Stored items
══════════════════════════════

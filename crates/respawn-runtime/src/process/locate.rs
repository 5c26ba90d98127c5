//! PID resolution by executable path.

use crate::error::{SupervisorError, SupervisorResult};
use crate::process::{ProcessHandle, ProcessTable};
use std::path::Path;
use tracing::debug;

/// Resolve the PID of the process running from `target`.
///
/// Paths are compared byte-for-byte (case-sensitive), no canonicalization.
/// The first match in enumeration order wins; if several processes share the
/// same executable path (unexpected for a single-instance server) the choice
/// is non-deterministic because the OS does not guarantee a stable order.
/// That is a documented limitation, not something this function papers over.
///
/// # Errors
///
/// - [`SupervisorError::Enumeration`] if the process listing itself failed
/// - [`SupervisorError::NotFound`] if no live process matches `target`
pub fn find_by_path(table: &dyn ProcessTable, target: &Path) -> SupervisorResult<ProcessHandle> {
    let snapshot = table.snapshot()?;
    debug!(
        candidates = snapshot.len(),
        target = %target.display(),
        "scanning process table"
    );

    snapshot
        .into_iter()
        .find(|handle| handle.executable == target)
        .ok_or_else(|| SupervisorError::NotFound {
            path: target.to_path_buf(),
        })
}

#[cfg(test)]
mod tests {
    use super::*;
    use std::path::PathBuf;

    struct FakeTable(Vec<ProcessHandle>);

    impl ProcessTable for FakeTable {
        fn snapshot(&self) -> SupervisorResult<Vec<ProcessHandle>> {
            Ok(self.0.clone())
        }
    }

    struct FailingTable;

    impl ProcessTable for FailingTable {
        fn snapshot(&self) -> SupervisorResult<Vec<ProcessHandle>> {
            Err(SupervisorError::Enumeration("listing denied".into()))
        }
    }

    #[test]
    fn finds_single_matching_process() {
        let target = PathBuf::from("/srv/game/Server");
        let table = FakeTable(vec![
            ProcessHandle::new(10, PathBuf::from("/usr/bin/other")),
            ProcessHandle::new(42, target.clone()),
        ]);

        let handle = find_by_path(&table, &target).unwrap();
        assert_eq!(handle.pid, 42);
    }

    #[test]
    fn zero_matches_is_not_found() {
        let table = FakeTable(vec![ProcessHandle::new(
            10,
            PathBuf::from("/usr/bin/other"),
        )]);

        let err = find_by_path(&table, Path::new("/srv/game/Server")).unwrap_err();
        match err {
            SupervisorError::NotFound { path } => {
                assert_eq!(path, PathBuf::from("/srv/game/Server"));
            }
            other => panic!("expected NotFound, got {other:?}"),
        }
    }

    #[test]
    fn comparison_is_case_sensitive() {
        let table = FakeTable(vec![ProcessHandle::new(
            7,
            PathBuf::from("/srv/game/server"),
        )]);

        assert!(find_by_path(&table, Path::new("/srv/game/Server")).is_err());
    }

    #[test]
    fn first_match_in_enumeration_order_wins() {
        let target = PathBuf::from("/srv/game/Server");
        let table = FakeTable(vec![
            ProcessHandle::new(1, target.clone()),
            ProcessHandle::new(2, target.clone()),
        ]);

        let handle = find_by_path(&table, &target).unwrap();
        assert_eq!(handle.pid, 1);
    }

    #[test]
    fn enumeration_failure_propagates() {
        let err = find_by_path(&FailingTable, Path::new("/srv/game/Server")).unwrap_err();
        assert!(matches!(err, SupervisorError::Enumeration(_)));
    }
}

══════════════════════════════

The task – Filter the entries above down to the lines that contain the word "FailingTable".

Answer below –
    struct FailingTable;
    impl ProcessTable for FailingTable {
        let err = find_by_path(&FailingTable, Path::new("/srv/game/Server")).unwrap_err();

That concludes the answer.